Basaltic scoria textures from a zoned conduit as precursors to violent Strombolian activity

Pyroclast textures document volcanic conduit processes and may be key to hazard forecasting. Here we show that the relative abundance of mingled, variably crystallized domains in pyroclasts from scoria cone eruptions provide a record of magma ascent velocity and can be used to predict the onset of violent Strombolian activity. Scoria clasts from the Croscat Complex Scoria Cone (Spain) ubiquitously show m- to cm-sized, microlite-rich domains (MRD) intermingled with volumetrically-dominant, microlite-poor ones (MPD). Glass and bulk composition show that MRDs formed by microlite crystallization of MPDs, the former residing longer in a relatively cooler, degassed zone lining the conduit walls, the latter traveling faster in the central, hotter streamline. MPD and MRD magmas intermingled along the interface between the two velocity zones. The proportion of MPD and MRD in different tephra layers reflects the extent of the fast- and slow-flowing zones, thus reflecting the ascent velocity profile of magma during the different phases. At Croscat, the MPD/MRD volume ratio increased rapidly during the early Strombolian activity, peaked around the Strombolian to violent Strombolian shift, and then decreased smoothly irrespective of shifts in eruptive style.
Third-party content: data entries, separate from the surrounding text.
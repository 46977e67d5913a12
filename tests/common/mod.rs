//! Shared fixtures for integration tests: throwaway certificates, PKCS#12
//! bundles, small PDFs with exact xref offsets, results markup, and a
//! scripted automation session.

#![allow(dead_code)]

use async_trait::async_trait;
use chrono::{Duration, Utc};
use openssl::asn1::Asn1Time;
use openssl::bn::BigNum;
use openssl::hash::MessageDigest;
use openssl::nid::Nid;
use openssl::pkcs12::Pkcs12;
use openssl::pkey::{PKey, Private};
use openssl::rsa::Rsa;
use openssl::x509::{X509Builder, X509NameBuilder, X509};
use pdf_trust::adapters::validator::{AutomationSession, SessionFactory};
use pdf_trust::infra::config::ValidatorConfig;
use pdf_trust::{ValidationError, ValidationResult};
use std::collections::VecDeque;
use std::path::Path;
use std::sync::atomic::{AtomicUsize, Ordering};
use std::sync::Arc;

pub const PFX_PASSWORD: &str = "correct horse battery staple";
pub const SIGNER_CN: &str = "MARIA DA SILVA:12345678901";

/// Self-signed RSA-2048 certificate valid from `now + starts_in` for
/// `lifetime`.
pub fn self_signed(
    common_name: &str,
    starts_in: Duration,
    lifetime: Duration,
) -> (PKey<Private>, X509) {
    let key = PKey::from_rsa(Rsa::generate(2048).unwrap()).unwrap();

    let mut name = X509NameBuilder::new().unwrap();
    name.append_entry_by_nid(Nid::COMMONNAME, common_name).unwrap();
    name.append_entry_by_nid(Nid::ORGANIZATIONNAME, "ICP-Brasil Teste").unwrap();
    let name = name.build();

    let not_before = Utc::now() + starts_in;
    let not_after = not_before + lifetime;

    let mut builder = X509Builder::new().unwrap();
    builder.set_version(2).unwrap();
    let serial = BigNum::from_u32(424_242).unwrap().to_asn1_integer().unwrap();
    builder.set_serial_number(&serial).unwrap();
    builder.set_subject_name(&name).unwrap();
    builder.set_issuer_name(&name).unwrap();
    builder.set_pubkey(&key).unwrap();
    builder
        .set_not_before(&Asn1Time::from_unix(not_before.timestamp()).unwrap())
        .unwrap();
    builder
        .set_not_after(&Asn1Time::from_unix(not_after.timestamp()).unwrap())
        .unwrap();
    builder.sign(&key, MessageDigest::sha256()).unwrap();
    (key, builder.build())
}

/// A certificate valid for a year starting yesterday.
pub fn valid_certificate() -> (PKey<Private>, X509) {
    self_signed(SIGNER_CN, Duration::days(-1), Duration::days(365))
}

/// A certificate that expired a week ago.
pub fn expired_certificate() -> (PKey<Private>, X509) {
    self_signed(SIGNER_CN, Duration::days(-400), Duration::days(393))
}

pub fn pkcs12(key: &PKey<Private>, cert: &X509, password: &str) -> Vec<u8> {
    Pkcs12::builder()
        .name("signer")
        .pkey(key)
        .cert(cert)
        .build2(password)
        .unwrap()
        .to_der()
        .unwrap()
}

pub fn valid_pfx() -> Vec<u8> {
    let (key, cert) = valid_certificate();
    pkcs12(&key, &cert, PFX_PASSWORD)
}

/// A PDF with `page_count` pages of `width` x `height` points.
pub fn sample_pdf(page_count: usize, width: f64, height: f64) -> Vec<u8> {
    let mut bodies = vec![
        "<< /Type /Catalog /Pages 2 0 R >>".to_string(),
        String::new(),
    ];
    let mut kids = Vec::new();
    for index in 0..page_count {
        let page_id = bodies.len() + 1;
        let content_id = page_id + 1;
        kids.push(format!("{page_id} 0 R"));
        bodies.push(format!(
            "<< /Type /Page /Parent 2 0 R /MediaBox [0 0 {width} {height}] /Contents {content_id} 0 R /Resources << >> >>"
        ));
        let content = format!("BT /F1 12 Tf 72 72 Td (Pagina {}) Tj ET", index + 1);
        bodies.push(format!(
            "<< /Length {} >>\nstream\n{content}\nendstream",
            content.len()
        ));
    }
    bodies[1] = format!(
        "<< /Type /Pages /Kids [{}] /Count {page_count} >>",
        kids.join(" ")
    );

    let mut out = b"%PDF-1.7\n%\xE2\xE3\xCF\xD3\n".to_vec();
    let mut offsets = Vec::new();
    for (index, body) in bodies.iter().enumerate() {
        offsets.push(out.len());
        out.extend_from_slice(format!("{} 0 obj\n{body}\nendobj\n", index + 1).as_bytes());
    }
    let xref_at = out.len();
    out.extend_from_slice(
        format!("xref\n0 {}\n0000000000 65535 f \n", bodies.len() + 1).as_bytes(),
    );
    for offset in offsets {
        out.extend_from_slice(format!("{offset:010} 00000 n \n").as_bytes());
    }
    out.extend_from_slice(
        format!(
            "trailer\n<< /Size {} /Root 1 0 R >>\nstartxref\n{xref_at}\n%%EOF\n",
            bodies.len() + 1
        )
        .as_bytes(),
    );
    out
}

pub fn a4_pdf(page_count: usize) -> Vec<u8> {
    sample_pdf(page_count, 595.0, 842.0)
}

/// `/ByteRange` of the last signature in `pdf`.
pub fn byte_range(pdf: &[u8]) -> [usize; 4] {
    let key = b"/ByteRange [";
    let start = pdf
        .windows(key.len())
        .rposition(|w| w == key)
        .expect("no ByteRange")
        + key.len();
    let end = start + pdf[start..].iter().position(|b| *b == b']').unwrap();
    let values: Vec<usize> = std::str::from_utf8(&pdf[start..end])
        .unwrap()
        .split_whitespace()
        .map(|v| v.parse().unwrap())
        .collect();
    [values[0], values[1], values[2], values[3]]
}

/// DER signature from `/Contents`, with the zero padding removed.
pub fn signature_der(pdf: &[u8], range: [usize; 4]) -> Vec<u8> {
    let hex_text = &pdf[range[1] + 1..range[2] - 1];
    let bytes = hex::decode(hex_text).unwrap();
    let len = der_length(&bytes);
    bytes[..len].to_vec()
}

fn der_length(der: &[u8]) -> usize {
    let first = der[1];
    if first & 0x80 == 0 {
        return 2 + usize::from(first);
    }
    let count = usize::from(first & 0x7f);
    let len = der[2..2 + count]
        .iter()
        .fold(0usize, |acc, b| (acc << 8) | usize::from(*b));
    2 + count + len
}

/// The bytes covered by a byte range.
pub fn signed_content(pdf: &[u8], range: [usize; 4]) -> Vec<u8> {
    let mut content = pdf[range[0]..range[0] + range[1]].to_vec();
    content.extend_from_slice(&pdf[range[2]..range[2] + range[3]]);
    content
}

const SLOT_LABELS: [&str; 8] = [
    "Extensão PDF",
    "Sem senha",
    "Tamanho do arquivo",
    "Tamanho da página",
    "Assinado",
    "Autenticidade e integridade",
    "Pesquisável",
    "Conforme",
];

fn slot(pass: bool, label: &str) -> String {
    let icon = if pass {
        "fa fa-check text-success"
    } else {
        "fa fa-times text-danger"
    };
    format!(r#"<div class="d-inline-block"><i class="{icon}"></i> <span>{label}</span></div>"#)
}

/// Results container with the given pass flags.
pub fn results_markup(flags: [bool; 8]) -> String {
    let slots: String = flags
        .iter()
        .zip(SLOT_LABELS)
        .map(|(pass, label)| slot(*pass, label))
        .collect();
    format!(r#"<div id="validacoes-arquivo">{slots}</div>"#)
}

/// What the authority renders for a document with one valid signature.
pub fn signed_markup() -> String {
    results_markup([true; 8])
}

/// What the authority renders for an unsigned document.
pub fn unsigned_markup() -> String {
    results_markup([true, true, true, true, false, false, true, false])
        .replace("Autenticidade e integridade", "Documento não assinado")
}

/// Container still loading: slots present without any marker.
pub fn pending_markup() -> String {
    let slots: String = SLOT_LABELS
        .iter()
        .map(|label| {
            format!(r#"<div class="d-inline-block"><i class="fa fa-spinner"></i> {label}</div>"#)
        })
        .collect();
    format!(r#"<div id="validacoes-arquivo">{slots}</div>"#)
}

/// Validator settings with short waits for scripted sessions.
pub fn fast_validator_config() -> ValidatorConfig {
    ValidatorConfig {
        poll_interval_ms: 100,
        stable_samples: 2,
        max_wait_secs: 1,
        grace_delay_secs: 0,
        hard_timeout_secs: 5,
        ..ValidatorConfig::default()
    }
}

/// Counters shared between a factory and the sessions it opens.
#[derive(Debug, Default)]
pub struct SessionStats {
    pub opened: AtomicUsize,
    pub closed: AtomicUsize,
    pub uploads: AtomicUsize,
}

impl SessionStats {
    pub fn opened(&self) -> usize {
        self.opened.load(Ordering::SeqCst)
    }

    pub fn closed(&self) -> usize {
        self.closed.load(Ordering::SeqCst)
    }
}

/// Replays a fixed sequence of container reads; the last one repeats.
pub struct ScriptedSession {
    reads: VecDeque<Option<String>>,
    last: Option<String>,
    navigate_error: Option<ValidationError>,
    stats: Arc<SessionStats>,
}

#[async_trait]
impl AutomationSession for ScriptedSession {
    async fn navigate(&mut self, _url: &str) -> ValidationResult<()> {
        match self.navigate_error.take() {
            Some(error) => Err(error),
            None => Ok(()),
        }
    }

    async fn upload(&mut self, _input_selector: &str, file: &Path) -> ValidationResult<()> {
        assert!(file.exists(), "upload file must be staged on disk");
        self.stats.uploads.fetch_add(1, Ordering::SeqCst);
        Ok(())
    }

    async fn results_markup(
        &mut self,
        _container_selector: &str,
    ) -> ValidationResult<Option<String>> {
        if let Some(next) = self.reads.pop_front() {
            self.last = next;
        }
        Ok(self.last.clone())
    }

    async fn close(self: Box<Self>) -> ValidationResult<()> {
        self.stats.closed.fetch_add(1, Ordering::SeqCst);
        Ok(())
    }
}

/// Opens a [`ScriptedSession`] per document with the same script.
pub struct ScriptedFactory {
    pub script: Vec<Option<String>>,
    pub navigate_error: Option<ValidationError>,
    pub stats: Arc<SessionStats>,
}

impl ScriptedFactory {
    pub fn new(script: Vec<Option<String>>) -> Self {
        Self {
            script,
            navigate_error: None,
            stats: Arc::new(SessionStats::default()),
        }
    }

    /// Every session renders `markup` from the first read on.
    pub fn settled(markup: String) -> Self {
        Self::new(vec![Some(markup)])
    }

    pub fn failing_navigation(error: ValidationError) -> Self {
        Self {
            navigate_error: Some(error),
            ..Self::new(Vec::new())
        }
    }
}

#[async_trait]
impl SessionFactory for ScriptedFactory {
    async fn open_session(&self) -> ValidationResult<Box<dyn AutomationSession>> {
        self.stats.opened.fetch_add(1, Ordering::SeqCst);
        Ok(Box::new(ScriptedSession {
            reads: self.script.iter().cloned().collect(),
            last: None,
            navigate_error: self.navigate_error.clone(),
            stats: Arc::clone(&self.stats),
        }))
    }
}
We suggest that magma ascent velocity escalated during the Strombolian phase due to the buoyant push of the underlying, volatile-rich magma that was about to drive the following violent Strombolian activity. Monitoring the MPD/MRD ratio of tephra during ongoing scoria cone eruptions may reveal changes in magma flow conditions and could forecast the onset of hazardous violent Strombolian activity.